The tent mystery is solved! Long story short, the folks who retrieved the tent left their name at Caribou (as it turns out, one is a friend of forum member yellowcanoe). Anyway, I emailed them and with permission I am posting the story with names removed. Those who guessed someone may have tested out the tent were correct:
"[Name deleted] and I discovered your tent soaking wet and half stuffed into its bag on Friday the 28th [editor's note: the tent was lost on the 12th -- sixteen days earlier]. It was left on a picnic table in the up-river cell of the Boom House campsite. You may recall passing it by the tall white birdhouse, on the right side of the river, a mile or two beyond the Pine Stream Campsite, and just past 4-5 of those rock & log piers in the middle of the river that anchored the logging booms of yesteryear.

"So we found it 16 days after you dumped.

"At first we thought someone was claiming the site and would return, so we just thought it was a huge tarp. We set up supper in the other cell. But the weather was dry and sunny, and I discovered it was a tent, so I dried it out and set it up. We speculated that it was left by one of the large groups who we heard had passed ahead of us by a few days. We had torrential rains on the 26th, and thought maybe the group had left in a disorganized hurry, mistakenly leaving the large soaking wet tent behind.

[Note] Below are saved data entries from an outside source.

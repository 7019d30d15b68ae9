//! # Connection Session
//!
//! Per-connection state owned by the connection task.
//!
//! ## Lifecycle
//! ```text
//! Connected --login frame--> Authenticating --player established--> Active
//!     \___________________________\____________________________________\--> Closed
//! ```
//!
//! The outbound half ([`ConnectionHandle`]) is cloneable and is what other
//! connections hold when they broadcast. It keeps the outbound cipher and the
//! write half behind one async mutex so cipher order always equals wire order.

use std::net::SocketAddr;
use std::sync::atomic::{AtomicBool, Ordering};
use std::sync::Arc;

use bytes::BytesMut;
use tokio::io::{AsyncWrite, AsyncWriteExt};
use tokio::sync::Mutex;
use tracing::{debug, instrument, warn};

use crate::config::HEADER_LEN;
use crate::core::frame::FrameHeader;
use crate::error::{constants, ProtocolError, Result};
use crate::protocol::message::ServerMessage;
use crate::service::Player;
use crate::utils::cipher::{CipherPair, StreamCipher};
use crate::utils::metrics::Metrics;

/// Process-unique connection identifier.
pub type ConnectionId = u64;

type BoxedWriter = Box<dyn AsyncWrite + Send + Unpin>;

/// Where a connection is in its lifecycle.
#[derive(Debug, Clone, Copy, PartialEq, Eq)]
pub enum SessionState {
    Connected,
    Authenticating,
    Active,
    Closed,
}

struct Outbound {
    cipher: StreamCipher,
    writer: BoxedWriter,
}

/// Cloneable sending half of a connection.
#[derive(Clone)]
pub struct ConnectionHandle {
    id: ConnectionId,
    peer: SocketAddr,
    outbound: Arc<Mutex<Outbound>>,
    closed: Arc<AtomicBool>,
    metrics: Arc<Metrics>,
}

impl ConnectionHandle {
    pub fn new<W>(
        id: ConnectionId,
        peer: SocketAddr,
        cipher: StreamCipher,
        writer: W,
        metrics: Arc<Metrics>,
    ) -> Self
    where
        W: AsyncWrite + Send + Unpin + 'static,
    {
        Self {
            id,
            peer,
            outbound: Arc::new(Mutex::new(Outbound {
                cipher,
                writer: Box::new(writer),
            })),
            closed: Arc::new(AtomicBool::new(false)),
            metrics,
        }
    }

    pub fn id(&self) -> ConnectionId {
        self.id
    }

    pub fn peer(&self) -> SocketAddr {
        self.peer
    }

    /// Encrypt `payload`, prepend its header and write the frame in one call.
    #[instrument(skip(self, payload), fields(conn_id = self.id, len = payload.len()))]
    pub async fn send_frame(&self, packet_id: u16, version: u16, payload: &[u8]) -> Result<()> {
        let header = FrameHeader::new(packet_id, payload.len(), version)?;

        let mut frame = BytesMut::with_capacity(HEADER_LEN + payload.len());
        header.write_to(&mut frame);
        frame.extend_from_slice(payload);

        let mut outbound = self.outbound.lock().await;
        if self.is_closed() {
            return Err(ProtocolError::ConnectionClosed);
        }

        outbound.cipher.process(&mut frame[HEADER_LEN..]);
        outbound.writer.write_all(&frame).await?;
        outbound.writer.flush().await?;
        drop(outbound);

        self.metrics.frame_sent(frame.len() as u64);
        debug!(packet_id, version, "sent frame");
        Ok(())
    }

    /// Send a typed message. Failures are logged and counted, never returned.
    pub async fn send(&self, message: &dyn ServerMessage) -> bool {
        let payload = message.to_payload();
        match self
            .send_frame(message.id(), message.version(), &payload)
            .await
        {
            Ok(()) => true,
            Err(e) => {
                self.metrics.send_error();
                warn!(conn_id = self.id, peer = %self.peer, packet_id = message.id(), error = %e, "send failed");
                false
            }
        }
    }

    pub fn is_closed(&self) -> bool {
        self.closed.load(Ordering::Acquire)
    }

    /// Refuse further sends on every clone without waiting for the writer.
    pub fn mark_closed(&self) {
        self.closed.store(true, Ordering::Release);
    }

    /// Shut the write half down; later sends fail with `ConnectionClosed`.
    pub async fn close(&self) {
        if self.closed.swap(true, Ordering::AcqRel) {
            return;
        }
        let mut outbound = self.outbound.lock().await;
        if let Err(e) = outbound.writer.shutdown().await {
            debug!(conn_id = self.id, error = %e, "shutdown of write half failed");
        }
    }
}

impl std::fmt::Debug for ConnectionHandle {
    fn fmt(&self, f: &mut std::fmt::Formatter<'_>) -> std::fmt::Result {
        f.debug_struct("ConnectionHandle")
            .field("id", &self.id)
            .field("peer", &self.peer)
            .finish_non_exhaustive()
    }
}

/// State the connection task owns: inbound cipher, lifecycle and player.
#[derive(Debug)]
pub struct ConnectionSession {
    handle: ConnectionHandle,
    inbound: StreamCipher,
    state: SessionState,
    player: Option<Player>,
}

impl ConnectionSession {
    pub fn new(handle: ConnectionHandle, inbound: StreamCipher) -> Self {
        Self {
            handle,
            inbound,
            state: SessionState::Connected,
            player: None,
        }
    }

    /// Build a session and its handle from a fresh cipher pair and a write half.
    pub fn open<W>(
        id: ConnectionId,
        peer: SocketAddr,
        ciphers: CipherPair,
        writer: W,
        metrics: Arc<Metrics>,
    ) -> Self
    where
        W: AsyncWrite + Send + Unpin + 'static,
    {
        let handle = ConnectionHandle::new(id, peer, ciphers.outbound, writer, metrics);
        Self::new(handle, ciphers.inbound)
    }

    pub fn id(&self) -> ConnectionId {
        self.handle.id
    }

    pub fn peer(&self) -> SocketAddr {
        self.handle.peer
    }

    pub fn handle(&self) -> &ConnectionHandle {
        &self.handle
    }

    pub fn state(&self) -> SessionState {
        self.state
    }

    pub fn is_active(&self) -> bool {
        self.state == SessionState::Active
    }

    pub fn player(&self) -> Option<&Player> {
        self.player.as_ref()
    }

    pub fn player_mut(&mut self) -> Option<&mut Player> {
        self.player.as_mut()
    }

    /// The established player, or an error when login has not completed.
    pub fn require_player(&self) -> Result<&Player> {
        match (&self.state, &self.player) {
            (SessionState::Active, Some(player)) => Ok(player),
            _ => Err(ProtocolError::Custom(constants::ERR_NOT_LOGGED_IN.to_string())),
        }
    }

    /// Decrypt an inbound payload in place.
    pub fn decrypt(&mut self, payload: &mut [u8]) {
        self.inbound.process(payload);
    }

    /// Connected -> Authenticating. Returns whether the state changed.
    pub fn begin_login(&mut self) -> bool {
        if self.state == SessionState::Connected {
            self.state = SessionState::Authenticating;
            true
        } else {
            false
        }
    }

    /// Attach the logged-in player and move to Active.
    pub fn establish(&mut self, player: Player) -> Result<()> {
        if self.state == SessionState::Closed {
            return Err(ProtocolError::Custom(constants::ERR_SESSION_CLOSED.to_string()));
        }
        self.player = Some(player);
        self.state = SessionState::Active;
        Ok(())
    }

    pub fn mark_closed(&mut self) {
        self.state = SessionState::Closed;
        self.handle.mark_closed();
    }

    pub async fn send(&self, message: &dyn ServerMessage) -> bool {
        self.handle.send(message).await
    }
}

"Instead of setting up our small tents, we decided to sleep in your tent, as I had set it up out of curiosity and to dry it anyway. Luckily, [Name deleted] did not snore too bad.

"There was seagull turd along the bottom which I tried to scrap and scrub off, without complete success, but good enough.

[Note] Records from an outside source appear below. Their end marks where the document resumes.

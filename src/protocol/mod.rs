//! # Protocol Layer
//!
//! Typed messages and the id-based routing that turns frames into them.
//!
//! ## Components
//! - **message**: `ClientMessage` / `ServerMessage` traits and the handler context
//! - **messages**: the stock message set
//! - **registry**: packet id to constructor table

pub mod message;
pub mod messages;
pub mod registry;

#[cfg(test)]
mod tests;

pub use message::{ClientMessage, HandlerContext, ServerMessage};
pub use registry::HandlerRegistry;
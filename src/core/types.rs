//! Composite value shapes carried inside message payloads.

/// A reference into static game content: `(class id, instance id)`.
///
/// On the wire the instance id is omitted when the class id is zero, so a
/// decoded null reference always has `instance == 0`.
#[derive(Debug, Clone, Copy, PartialEq, Eq, Hash, Default)]
pub struct DataRef {
    pub class: i32,
    pub instance: i32,
}

impl DataRef {
    pub const NULL: DataRef = DataRef {
        class: 0,
        instance: 0,
    };

    pub fn new(class: i32, instance: i32) -> Self {
        Self { class, instance }
    }

    pub fn is_null(&self) -> bool {
        self.class == 0
    }
}

/// A 64-bit identity split into a high and a low half, always written as two VarInts.
#[derive(Debug, Clone, Copy, PartialEq, Eq, Hash, Default)]
pub struct LogicLong {
    pub high: i32,
    pub low: i32,
}

impl LogicLong {
    pub fn new(high: i32, low: i32) -> Self {
        Self { high, low }
    }
}

/// The closed set of value shapes the generic writer understands.
///
/// Messages that build payloads from heterogeneous field lists hand these to
/// [`ByteWriter::write_value`](crate::core::bytestream::ByteWriter::write_value).
#[derive(Debug, Clone, PartialEq, Eq)]
pub enum WireValue {
    Int(i32),
    VarInt(i32),
    Bool(bool),
    /// `None` writes the absent-string sentinel.
    Str(Option<String>),
    Ref(DataRef),
    Long(LogicLong),
    VarIntArray(Vec<i32>),
    Byte(u8),
}

impl From<i32> for WireValue {
    fn from(value: i32) -> Self {
        WireValue::Int(value)
    }
}

impl From<bool> for WireValue {
    fn from(value: bool) -> Self {
        WireValue::Bool(value)
    }
}

impl From<&str> for WireValue {
    fn from(value: &str) -> Self {
        WireValue::Str(Some(value.to_string()))
    }
}

impl From<Option<&str>> for WireValue {
    fn from(value: Option<&str>) -> Self {
        WireValue::Str(value.map(str::to_string))
    }
}

impl From<DataRef> for WireValue {
    fn from(value: DataRef) -> Self {
        WireValue::Ref(value)
    }
}

impl From<LogicLong> for WireValue {
    fn from(value: LogicLong) -> Self {
        WireValue::Long(value)
    }
}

"The next day I dried it in the sun and packed it up. We were a little irritated that you didn't leave us the tent pegs that go with it.

"The river was very low this year, which explains the rapids. We were surprised to see the long stretches of mud leading down from both former banks of the river, down to a much-narrowed current. This was most apparent in the stretch leading up to Pine Steam Campsite and then on the way out and around to Chesuncook Landing.
"Anyway, I hope you had some way of picking up the tent from the Caribou Gate. The postage would be rather expensive, I'll bet."
 
And this from the other gentleman who explains how they knew to leave it at Caribou point:
"We slept in it that night. We found it partially out of the bag and wet on a picnic table. No idea who put it there. We thought someone inadvertently forgot it when they broke camp. There was an error on our "bill" with NMW. We went in to straighten it out and saw a hand written sign about the tent. If it hadn't been for that happenstance event, we never would have known to give it to the gatekeeper."​
I called NMW nearly 2 weeks after the mishap on a lark. So it was very timely that they came out when they did. If the earlier group had taken it, there would have been no note at Caribout point.